On the gameplay side, REANIMAL is straightforward in a good way. You’re sneaking, running, solving environmental puzzles, and occasionally standing your ground instead of just legging it. Early on, both kids pick up weapons, and later the boat sections add a light layer of navigation and combat like harpooning mines, dealing with creatures in the water, and scanning the fog for danger. It never turns into a full action game, but having those tools breaks up the constant helplessness and gives encounters more texture.

Puzzles mostly sit in that “look around and think for a second” zone. The solutions are usually readable if you pay attention, and the game doesn’t clutter everything with obvious hints. The hardest part, if you and your co-op partner have different styles of playing, is deciding how you tackle the problem without killing each other... I call this free couples Therapy. There are a few bits that feel closer to trial and error—especially where timing and physics have to line up just right—but they’re speed bumps, not walls.

Because we played online co-op, I got the “intended” experience, and it’s fun…but also a little underused. There are good moments where both players need to coordinate, but there aren’t as many “this could only work in co-op” puzzles as I expected, where as games like Split Fiction REQUIRE you and your partner to work together... When I tested solo briefly, the AI handled itself well enough that I didn’t feel like I was babysitting a mannequin. So the co-op is more about sharing the experience and the tension than fundamentally changing how the game plays.

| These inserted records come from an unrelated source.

//! Serialization of result trees as xml, html or text.
//!
//! Result trees carry expanded names, so the xml writer works out the
//! namespace declarations each element needs from a scope stack. Elements
//! are written without recursion.

use super::parse::{XML_NAMESPACE, is_xml_whitespace};
use super::stylesheet::{OutputMethod, OutputSettings};
use crate::common::xml::{escape_attribute, escape_text};
use sxd_document::dom::{ChildOfElement, Element};
use sxd_xpath::nodeset::Node;

/// Elements html output writes without an end tag.
const HTML_VOID_ELEMENTS: &[&str] = &[
    "area", "base", "basefont", "br", "col", "embed", "frame", "hr", "img", "input", "isindex",
    "link", "meta", "param", "source", "track", "wbr",
];

fn first_element(result: Element<'_>) -> Option<Element<'_>> {
    result.children().into_iter().find_map(|child| match child {
        ChildOfElement::Element(element) => Some(element),
        _ => None,
    })
}

/// The method `output` selects for the children of `result`.
///
/// Without an explicit method, a result whose first element is an
/// unqualified `html` (ignoring case) is written as html, anything else as
/// xml.
pub fn output_method(result: Element<'_>, output: &OutputSettings) -> OutputMethod {
    if let Some(method) = output.method {
        return method;
    }
    for child in result.children() {
        match child {
            ChildOfElement::Element(element) => {
                let name = element.name();
                return if name.namespace_uri().is_none()
                    && name.local_part().eq_ignore_ascii_case("html")
                {
                    OutputMethod::Html
                } else {
                    OutputMethod::Xml
                };
            },
            ChildOfElement::Text(text) if !is_xml_whitespace(text.text()) => {
                return OutputMethod::Xml;
            },
            _ => {},
        }
    }
    OutputMethod::Xml
}

/// Write the children of `result` as a string according to `output`.
pub fn serialize(result: Element<'_>, output: &OutputSettings) -> String {
    let method = output_method(result, output);
    if method == OutputMethod::Text {
        return Node::Element(result).string_value();
    }

    let mut writer = Writer {
        html: method == OutputMethod::Html,
        out: String::with_capacity(4096),
        scope: Vec::new(),
    };
    if method == OutputMethod::Xml && !output.omit_xml_declaration {
        writer.out.push_str(r#"<?xml version="1.0" encoding="UTF-8"?>"#);
        writer.out.push('\n');
    }
    if let Some(element) = first_element(result) {
        writer.doctype(element, output);
    }
    writer.write(result);
    writer.out
}

enum Step<'d> {
    Node { node: ChildOfElement<'d>, raw: bool },
    End { tag: String, mark: usize },
}

struct Writer {
    html: bool,
    out: String,
    /// Bindings in effect, innermost last; an empty URI undeclares the
    /// default namespace
    scope: Vec<(Option<String>, String)>,
}

impl Writer {
    fn doctype(&mut self, element: Element<'_>, output: &OutputSettings) {
        let (public, system) = (&output.doctype_public, &output.doctype_system);
        let external = match (public, system) {
            (Some(public), Some(system)) => format!(r#" PUBLIC "{public}" "{system}""#),
            (None, Some(system)) => format!(r#" SYSTEM "{system}""#),
            // Public identifiers alone are only meaningful for html
            (Some(public), None) if self.html => format!(r#" PUBLIC "{public}""#),
            _ => return,
        };
        let local = element.name().local_part();
        let root_name = match element.preferred_prefix() {
            Some(prefix) if element.name().namespace_uri().is_some() => format!("{prefix}:{local}"),
            _ => local.to_string(),
        };
        self.out.push_str("<!DOCTYPE ");
        self.out.push_str(&root_name);
        self.out.push_str(&external);
        self.out.push_str(">\n");
    }

    fn lookup(&self, prefix: Option<&str>) -> Option<&str> {
        if prefix == Some("xml") {
            return Some(XML_NAMESPACE);
        }
        match self
            .scope
            .iter()
            .rev()
            .find(|(p, _)| p.as_deref() == prefix)
        {
            Some((_, uri)) => Some(uri.as_str()),
            None if prefix.is_none() => Some(""),
            None => None,
        }
    }

    fn write<'d>(&mut self, result: Element<'d>) {
        let mut steps: Vec<Step<'d>> = result
            .children()
            .into_iter()
            .rev()
            .map(|node| Step::Node { node, raw: false })
            .collect();

        while let Some(step) = steps.pop() {
            match step {
                Step::End { tag, mark } => {
                    self.end_tag(&tag);
                    self.scope.truncate(mark);
                },
                Step::Node { node, raw } => match node {
                    ChildOfElement::Element(element) => self.element(element, &mut steps),
                    ChildOfElement::Text(text) if raw => self.out.push_str(text.text()),
                    ChildOfElement::Text(text) => self.out.push_str(&escape_text(text.text())),
                    ChildOfElement::Comment(comment) => {
                        self.out.push_str("<!--");
                        self.out.push_str(comment.text());
                        self.out.push_str("-->");
                    },
                    ChildOfElement::ProcessingInstruction(pi) => {
                        self.out.push_str("<?");
                        self.out.push_str(pi.target());
                        if let Some(value) = pi.value() {
                            self.out.push(' ');
                            self.out.push_str(value);
                        }
                        self.out.push_str(if self.html { ">" } else { "?>" });
                    },
                },
            }
        }
    }

    /// Write the start tag of `element` and queue its content.
    fn element<'d>(&mut self, element: Element<'d>, steps: &mut Vec<Step<'d>>) {
        let name = element.name();
        let local = name.local_part();
        let mark = self.scope.len();
        let mut declared: Vec<(Option<String>, String)> = Vec::new();

        let uri = name.namespace_uri().unwrap_or("");
        let prefix = if uri.is_empty() {
            None
        } else {
            element.preferred_prefix().filter(|p| *p != "xml" && *p != "xmlns")
        };
        if self.lookup(prefix) != Some(uri) {
            self.bind(&mut declared, prefix.map(str::to_string), uri.to_string());
        }
        let tag = match prefix {
            Some(prefix) => format!("{prefix}:{local}"),
            None => local.to_string(),
        };

        // Attribute names need a prefix whenever they have a namespace
        let mut attributes = Vec::new();
        for attribute in element.attributes() {
            let attribute_name = attribute.name();
            let qualified = match attribute_name.namespace_uri() {
                None => attribute_name.local_part().to_string(),
                Some(uri) => {
                    let prefix =
                        self.attribute_prefix(&mut declared, attribute.preferred_prefix(), uri);
                    format!("{prefix}:{}", attribute_name.local_part())
                },
            };
            attributes.push((qualified, attribute.value()));
        }

        self.out.push('<');
        self.out.push_str(&tag);
        for (prefix, uri) in &declared {
            match prefix {
                Some(prefix) => {
                    self.out.push_str(" xmlns:");
                    self.out.push_str(prefix);
                },
                None => self.out.push_str(" xmlns"),
            }
            self.out.push_str("=\"");
            self.out.push_str(&escape_attribute(uri));
            self.out.push('"');
        }
        for (qualified, value) in attributes {
            self.out.push(' ');
            self.out.push_str(&qualified);
            self.out.push_str("=\"");
            self.out.push_str(&escape_attribute(value));
            self.out.push('"');
        }

        let children = element.children();
        let html_element = self.html && name.namespace_uri().is_none();
        if html_element {
            self.out.push('>');
            let void = HTML_VOID_ELEMENTS
                .iter()
                .any(|v| v.eq_ignore_ascii_case(local));
            if void && children.is_empty() {
                self.scope.truncate(mark);
                return;
            }
        } else if children.is_empty() {
            self.out.push_str("/>");
            self.scope.truncate(mark);
            return;
        } else {
            self.out.push('>');
        }

        let raw = html_element
            && (local.eq_ignore_ascii_case("script") || local.eq_ignore_ascii_case("style"));
        steps.push(Step::End { tag, mark });
        steps.extend(
            children
                .into_iter()
                .rev()
                .map(|node| Step::Node { node, raw }),
        );
    }

    fn end_tag(&mut self, tag: &str) {
        self.out.push_str("</");
        self.out.push_str(tag);
        self.out.push('>');
    }

    fn bind(&mut self, declared: &mut Vec<(Option<String>, String)>, prefix: Option<String>, uri: String) {
        match declared.iter_mut().find(|(p, _)| *p == prefix) {
            Some(existing) => existing.1 = uri.clone(),
            None => declared.push((prefix.clone(), uri.clone())),
        }
        self.scope.push((prefix, uri));
    }

    fn attribute_prefix(
        &mut self,
        declared: &mut Vec<(Option<String>, String)>,
        preferred: Option<&str>,
        uri: &str,
    ) -> String {
        if uri == XML_NAMESPACE {
            return "xml".to_string();
        }
        if let Some(prefix) = preferred.filter(|p| *p != "xml" && *p != "xmlns") {
            match self.lookup(Some(prefix)) {
                Some(bound) if bound == uri => return prefix.to_string(),
                None if !declared.iter().any(|(p, _)| p.as_deref() == Some(prefix)) => {
                    self.bind(declared, Some(prefix.to_string()), uri.to_string());
                    return prefix.to_string();
                },
                _ => {},
            }
        }
        let existing = self.scope.iter().rev().find_map(|(p, u)| match p {
            Some(p) if u == uri && self.lookup(Some(p.as_str())) == Some(uri) => Some(p.clone()),
            _ => None,
        });
        if let Some(prefix) = existing {
            return prefix;
        }
        let prefix = (0..)
            .map(|n| format!("ns{n}"))
            .find(|candidate| self.lookup(Some(candidate.as_str())).is_none())
            .unwrap_or_default();
        self.bind(declared, Some(prefix.clone()), uri.to_string());
        prefix
    }
}

#[cfg(test)]
mod tests {
    use super::*;
    use sxd_document::dom::Document;
    use sxd_document::{Package, QName};

    fn xml() -> OutputSettings {
        OutputSettings {
            method: Some(OutputMethod::Xml),
            omit_xml_declaration: true,
            ..Default::default()
        }
    }

    fn element<'d>(doc: &Document<'d>, parent: Element<'d>, namespace: Option<&str>, prefix: Option<&str>, local: &str) -> Element<'d> {
        let element = doc.create_element(QName::with_namespace_uri(namespace, local));
        element.set_preferred_prefix(prefix);
        parent.append_child(element);
        element
    }

    #[test]
    fn test_namespace_fixup() {
        let package = Package::new();
        let doc = package.as_document();
        let result = doc.create_element("quire-result");
        let a = element(&doc, result, Some("urn:a"), None, "a");
        let b = element(&doc, a, Some("urn:b"), Some("p"), "b");
        b.set_attribute_value(QName::with_namespace_uri(Some("urn:c"), "at"), "1");
        let lang = b.set_attribute_value(QName::with_namespace_uri(Some(XML_NAMESPACE), "lang"), "en");
        lang.set_preferred_prefix(Some("xml"));
        element(&doc, a, None, None, "c");
        assert_eq!(
            serialize(result, &xml()),
            r#"<a xmlns="urn:a"><p:b xmlns:p="urn:b" xmlns:ns0="urn:c" ns0:at="1" xml:lang="en"/><c xmlns=""/></a>"#
        );
    }

    #[test]
    fn test_declarations_only_where_needed() {
        let package = Package::new();
        let doc = package.as_document();
        let result = doc.create_element("quire-result");
        let a = element(&doc, result, Some("urn:e"), Some("e"), "a");
        let b = element(&doc, a, None, None, "b");
        b.append_child(doc.create_text("1 < 2 & 3"));
        let inner = element(&doc, a, Some("urn:e"), Some("e"), "c");
        inner.append_child(doc.create_processing_instruction("t", Some("v")));
        assert_eq!(
            serialize(result, &xml()),
            r#"<e:a xmlns:e="urn:e"><b>1 &lt; 2 &amp; 3</b><e:c><?t v?></e:c></e:a>"#
        );
    }

    #[test]
    fn test_xml_declaration_and_doctype() {
        let package = Package::new();
        let doc = package.as_document();
        let result = doc.create_element("quire-result");
        element(&doc, result, None, None, "r");
        let output = OutputSettings {
            doctype_public: Some("-//P".into()),
            doctype_system: Some("r.dtd".into()),
            ..Default::default()
        };
        assert_eq!(
            serialize(result, &output),
            "<?xml version=\"1.0\" encoding=\"UTF-8\"?>\n<!DOCTYPE r PUBLIC \"-//P\" \"r.dtd\">\n<r/>"
        );
    }

    #[test]
    fn test_html_output() {
        let package = Package::new();
        let doc = package.as_document();
        let result = doc.create_element("quire-result");
        let html = element(&doc, result, None, None, "html");
        let head = element(&doc, html, None, None, "head");
        element(&doc, head, None, None, "meta");
        let script = element(&doc, head, None, None, "script");
        script.append_child(doc.create_text("a < b"));
        let body = element(&doc, html, None, None, "body");
        element(&doc, body, None, None, "p");
        element(&doc, body, None, None, "br");
        body.append_child(doc.create_processing_instruction("php", Some("x")));

        let output = OutputSettings::default();
        assert_eq!(output_method(result, &output), OutputMethod::Html);
        assert_eq!(
            serialize(result, &output),
            "<html><head><meta><script>a < b</script></head><body><p></p><br><?php x></body></html>"
        );
    }

    #[test]
    fn test_text_output() {
        let package = Package::new();
        let doc = package.as_document();
        let result = doc.create_element("quire-result");
        let a = element(&doc, result, None, None, "a");
        a.append_child(doc.create_text("x < y"));
        a.append_child(doc.create_comment("hidden"));
        result.append_child(doc.create_text(" tail"));
        let output = OutputSettings {
            method: Some(OutputMethod::Text),
            ..Default::default()
        };
        assert_eq!(serialize(result, &output), "x < y tail");
    }

    #[test]
    fn test_deep_trees_are_written_iteratively() {
        let package = Package::new();
        let doc = package.as_document();
        let result = doc.create_element("quire-result");
        let mut parent = result;
        for _ in 0..100_000 {
            parent = element(&doc, parent, None, None, "d");
        }
        let written = serialize(result, &xml());
        assert!(written.starts_with("<d><d>"));
        assert!(written.ends_with("<d/></d></d>"));
    }
}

If you’re here for mood, REANIMAL delivers. The lighting, fog, and camera work keep the tension up without leaning on constant jump scares, and each area has its own visual identity while still feeling part of the same ruined world. Creature design is consistently uncomfortable to look at in the best way... Every encounter feels deliberate rather than just “here’s another monster and jumpscare.”

The game is short: Around 4–6 hours for a first run, depending on how thorough you are and how long puzzles take you. For me, that length fits what REANIMAL is trying to do. It hits hard, doesn’t drag, and then gets out. There are collectibles and an extra scene to chase if you want an excuse to go back in, but it’s not pretending to be a 20-hour epic.

Verdict

REANIMAL feels like the natural evolution of the Little Nightmares formula instead of a safe repeat. The co-op has untapped potential and a couple of puzzles lean a bit too much on trial and error, but the atmosphere, pacing, and overall confidence in what it’s doing more than make up for it. Playing on PC in online co-play, with only a couple of minor bugs, was a genuinely smooth experience... Especially compared to the rollercoaster that was Little Nightmares 3.

If you like compact, moody horror platformers and you’re okay with a shorter runtime, I’d absolutely recommend it, whether you’re a longtime Tarsier fan or just horror-curious and looking for something you can finish in a weekend.